**Dataset entries**
= = = = =
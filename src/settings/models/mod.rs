pub mod settings_cache;
pub mod settings_record;
pub mod storage_change;

pub use settings_cache::{CursorPreferences, SettingsCache, SharedSettingsCache};
pub use settings_record::{
    CursorSize, CursorTheme, FontSize, FontStyle, FontWeight, SettingsPatch, SettingsRecord,
    ThemeMode, keys, local_keys,
};
pub use storage_change::{ChangeBatch, StorageArea, StorageChange};
use serde::de::DeserializeOwned;
use serde::{Deserialize, Serialize};
use serde_json::{Map, Value};
use tracing::warn;

/// Keys of the synchronized namespace.
pub mod keys {
    pub const FONT_SIZE: &str = "fontSize";
    pub const FONT_WEIGHT: &str = "fontWeight";
    pub const THEME_MODE: &str = "themeMode";
    pub const IS_CURSOR_ENABLED: &str = "isCursorEnabled";
    pub const CURSOR_SIZE: &str = "cursorSize";
    pub const CURSOR_THEME: &str = "cursorTheme";
    pub const STYLES_ENABLED: &str = "stylesEnabled";
    pub const IFRAME_VISIBLE: &str = "iframeVisible";

    pub const ALL: [&str; 8] = [
        FONT_SIZE,
        FONT_WEIGHT,
        THEME_MODE,
        IS_CURSOR_ENABLED,
        CURSOR_SIZE,
        CURSOR_THEME,
        STYLES_ENABLED,
        IFRAME_VISIBLE,
    ];

    pub const THEME_GROUP: [&str; 3] = [FONT_SIZE, FONT_WEIGHT, THEME_MODE];
    pub const CURSOR_GROUP: [&str; 3] = [IS_CURSOR_ENABLED, CURSOR_SIZE, CURSOR_THEME];
}

/// Keys of the local namespace.
pub mod local_keys {
    pub const CART_ITEMS: &str = "cartItems";
    pub const BIRTH_YEAR: &str = "birthYear";
    pub const GENDER: &str = "gender";
    pub const ALLERGIES: &str = "allergies";
    pub const OVERLAY_HIDDEN_REASON: &str = "overlayHiddenReason";

    const REVIEW_SUMMARY_PREFIX: &str = "review_summary_";

    pub fn review_summary(product_id: &str) -> String {
        format!("{REVIEW_SUMMARY_PREFIX}{product_id}")
    }
}

#[derive(Clone, Copy, Debug, Default, PartialEq, Eq, Hash, Serialize, Deserialize)]
#[serde(rename_all = "lowercase")]
pub enum FontSize {
    Xs,
    S,
    #[default]
    M,
    L,
    Xl,
}

impl FontSize {
    pub const ALL: [FontSize; 5] = [Self::Xs, Self::S, Self::M, Self::L, Self::Xl];

    /// Parse a `SET_FONT_SIZE_*` message tag.
    pub fn from_command(tag: &str) -> Option<Self> {
        Self::ALL.into_iter().find(|size| size.command() == tag)
    }

    pub fn command(self) -> &'static str {
        match self {
            Self::Xs => "SET_FONT_SIZE_XS",
            Self::S => "SET_FONT_SIZE_S",
            Self::M => "SET_FONT_SIZE_M",
            Self::L => "SET_FONT_SIZE_L",
            Self::Xl => "SET_FONT_SIZE_XL",
        }
    }

    pub fn css_value(self) -> &'static str {
        match self {
            Self::Xs => "14px",
            Self::S => "16px",
            Self::M => "18px",
            Self::L => "20px",
            Self::Xl => "24px",
        }
    }
}

#[derive(Clone, Copy, Debug, Default, PartialEq, Eq, Hash, Serialize, Deserialize)]
#[serde(rename_all = "lowercase")]
pub enum FontWeight {
    Regular,
    #[default]
    Bold,
    Xbold,
}

impl FontWeight {
    pub const ALL: [FontWeight; 3] = [Self::Regular, Self::Bold, Self::Xbold];

    /// Parse a `SET_FONT_WEIGHT_*` message tag.
    pub fn from_command(tag: &str) -> Option<Self> {
        Self::ALL.into_iter().find(|weight| weight.command() == tag)
    }

    pub fn command(self) -> &'static str {
        match self {
            Self::Regular => "SET_FONT_WEIGHT_REGULAR",
            Self::Bold => "SET_FONT_WEIGHT_BOLD",
            Self::Xbold => "SET_FONT_WEIGHT_XBOLD",
        }
    }

    pub fn css_value(self) -> &'static str {
        match self {
            Self::Regular => "400",
            Self::Bold => "700",
            Self::Xbold => "800",
        }
    }
}

/// Light/dark page theme.
///
/// Stored as `"light"`/`"dark"`; the `SET_MODE_*` command spellings written by
/// older builds are accepted when reading.
#[derive(Clone, Copy, Debug, Default, PartialEq, Eq, Hash, Serialize, Deserialize)]
#[serde(rename_all = "lowercase")]
pub enum ThemeMode {
    #[default]
    #[serde(alias = "SET_MODE_LIGHT")]
    Light,
    #[serde(alias = "SET_MODE_DARK")]
    Dark,
}

impl ThemeMode {
    pub fn from_command(tag: &str) -> Option<Self> {
        match tag {
            "SET_MODE_LIGHT" => Some(Self::Light),
            "SET_MODE_DARK" => Some(Self::Dark),
            _ => None,
        }
    }

    pub fn command(self) -> &'static str {
        match self {
            Self::Light => "SET_MODE_LIGHT",
            Self::Dark => "SET_MODE_DARK",
        }
    }
}

#[derive(Clone, Copy, Debug, Default, PartialEq, Eq, Hash, Serialize, Deserialize)]
#[serde(rename_all = "lowercase")]
pub enum CursorSize {
    Small,
    #[default]
    Medium,
    Large,
}

impl CursorSize {
    pub fn as_str(self) -> &'static str {
        match self {
            Self::Small => "small",
            Self::Medium => "medium",
            Self::Large => "large",
        }
    }
}

#[derive(Clone, Copy, Debug, Default, PartialEq, Eq, Hash, Serialize, Deserialize)]
#[serde(rename_all = "lowercase")]
pub enum CursorTheme {
    #[default]
    White,
    Black,
    Custom,
}

impl CursorTheme {
    pub fn as_str(self) -> &'static str {
        match self {
            Self::White => "white",
            Self::Black => "black",
            Self::Custom => "custom",
        }
    }
}

/// The user's accessibility preferences as persisted in the synchronized namespace.
#[derive(Clone, Debug, PartialEq, Eq, Serialize, Deserialize)]
#[serde(rename_all = "camelCase")]
pub struct SettingsRecord {
    pub font_size: FontSize,
    pub font_weight: FontWeight,
    pub theme_mode: ThemeMode,
    pub is_cursor_enabled: bool,
    pub cursor_size: CursorSize,
    pub cursor_theme: CursorTheme,
    pub styles_enabled: bool,
    pub iframe_visible: bool,
}

impl Default for SettingsRecord {
    fn default() -> Self {
        Self {
            font_size: FontSize::default(),
            font_weight: FontWeight::default(),
            theme_mode: ThemeMode::default(),
            is_cursor_enabled: true,
            cursor_size: CursorSize::default(),
            cursor_theme: CursorTheme::default(),
            styles_enabled: true,
            iframe_visible: true,
        }
    }
}

impl SettingsRecord {
    /// Build a record from a partial store read. Missing or malformed fields
    /// fall back to their defaults.
    pub fn from_items(items: &Map<String, Value>) -> Self {
        let defaults = Self::default();
        Self {
            font_size: field_or(items, keys::FONT_SIZE, defaults.font_size),
            font_weight: field_or(items, keys::FONT_WEIGHT, defaults.font_weight),
            theme_mode: field_or(items, keys::THEME_MODE, defaults.theme_mode),
            is_cursor_enabled: field_or(items, keys::IS_CURSOR_ENABLED, defaults.is_cursor_enabled),
            cursor_size: field_or(items, keys::CURSOR_SIZE, defaults.cursor_size),
            cursor_theme: field_or(items, keys::CURSOR_THEME, defaults.cursor_theme),
            styles_enabled: field_or(items, keys::STYLES_ENABLED, defaults.styles_enabled),
            iframe_visible: field_or(items, keys::IFRAME_VISIBLE, defaults.iframe_visible),
        }
    }

    /// Every field as a store item map, used for install and reset.
    pub fn to_items(&self) -> Map<String, Value> {
        match serde_json::to_value(self) {
            Ok(Value::Object(map)) => map,
            _ => Map::new(),
        }
    }
}

/// Read one field from a partial store map.
///
/// `None` when the key is absent; malformed values are logged and treated as absent.
pub fn parse_field<T: DeserializeOwned>(items: &Map<String, Value>, key: &str) -> Option<T> {
    let value = items.get(key)?;
    if value.is_null() {
        return None;
    }
    match serde_json::from_value(value.clone()) {
        Ok(parsed) => Some(parsed),
        Err(e) => {
            warn!(key, value = %value, error = %e, "Ignoring malformed stored setting");
            None
        }
    }
}

fn field_or<T: DeserializeOwned>(items: &Map<String, Value>, key: &str, default: T) -> T {
    parse_field(items, key).unwrap_or(default)
}

/// A partial settings update. Only the fields that are set are written, so
/// concurrent writers interleave per key.
#[derive(Clone, Debug, Default, PartialEq, Eq, Serialize, Deserialize)]
#[serde(rename_all = "camelCase")]
pub struct SettingsPatch {
    #[serde(default, skip_serializing_if = "Option::is_none")]
    pub font_size: Option<FontSize>,
    #[serde(default, skip_serializing_if = "Option::is_none")]
    pub font_weight: Option<FontWeight>,
    #[serde(default, skip_serializing_if = "Option::is_none")]
    pub theme_mode: Option<ThemeMode>,
    #[serde(default, skip_serializing_if = "Option::is_none")]
    pub is_cursor_enabled: Option<bool>,
    #[serde(default, skip_serializing_if = "Option::is_none")]
    pub cursor_size: Option<CursorSize>,
    #[serde(default, skip_serializing_if = "Option::is_none")]
    pub cursor_theme: Option<CursorTheme>,
    #[serde(default, skip_serializing_if = "Option::is_none")]
    pub styles_enabled: Option<bool>,
    #[serde(default, skip_serializing_if = "Option::is_none")]
    pub iframe_visible: Option<bool>,
}

impl SettingsPatch {
    pub fn is_empty(&self) -> bool {
        self.to_items().is_empty()
    }

    pub fn to_items(&self) -> Map<String, Value> {
        match serde_json::to_value(self) {
            Ok(Value::Object(map)) => map,
            _ => Map::new(),
        }
    }
}

/// The font part of the settings, as applied to a page.
#[derive(Clone, Copy, Debug, Default, PartialEq, Eq, Serialize, Deserialize)]
#[serde(rename_all = "camelCase")]
pub struct FontStyle {
    #[serde(default, skip_serializing_if = "Option::is_none")]
    pub font_size: Option<FontSize>,
    #[serde(default, skip_serializing_if = "Option::is_none")]
    pub font_weight: Option<FontWeight>,
}

impl FontStyle {
    pub fn new(font_size: FontSize, font_weight: FontWeight) -> Self {
        Self {
            font_size: Some(font_size),
            font_weight: Some(font_weight),
        }
    }

    /// Overlay the fields that are set in `other`.
    pub fn merged(self, other: FontStyle) -> Self {
        Self {
            font_size: other.font_size.or(self.font_size),
            font_weight: other.font_weight.or(self.font_weight),
        }
    }
}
= = = = =
**Task item**
Exactly as they stand, please print the lines from the first line of the records above down to the line that includes "use tracing::warn;", both of those included and no others.

**Result of the exercise**
filename src/settings/models/mod.rs
pub mod settings_cache;
pub mod settings_record;
pub mod storage_change;

pub use settings_cache::{CursorPreferences, SettingsCache, SharedSettingsCache};
pub use settings_record::{
    CursorSize, CursorTheme, FontSize, FontStyle, FontWeight, SettingsPatch, SettingsRecord,
    ThemeMode, keys, local_keys,
};
pub use storage_change::{ChangeBatch, StorageArea, StorageChange};
use serde::de::DeserializeOwned;
use serde::{Deserialize, Serialize};
use serde_json::{Map, Value};
use tracing::warn;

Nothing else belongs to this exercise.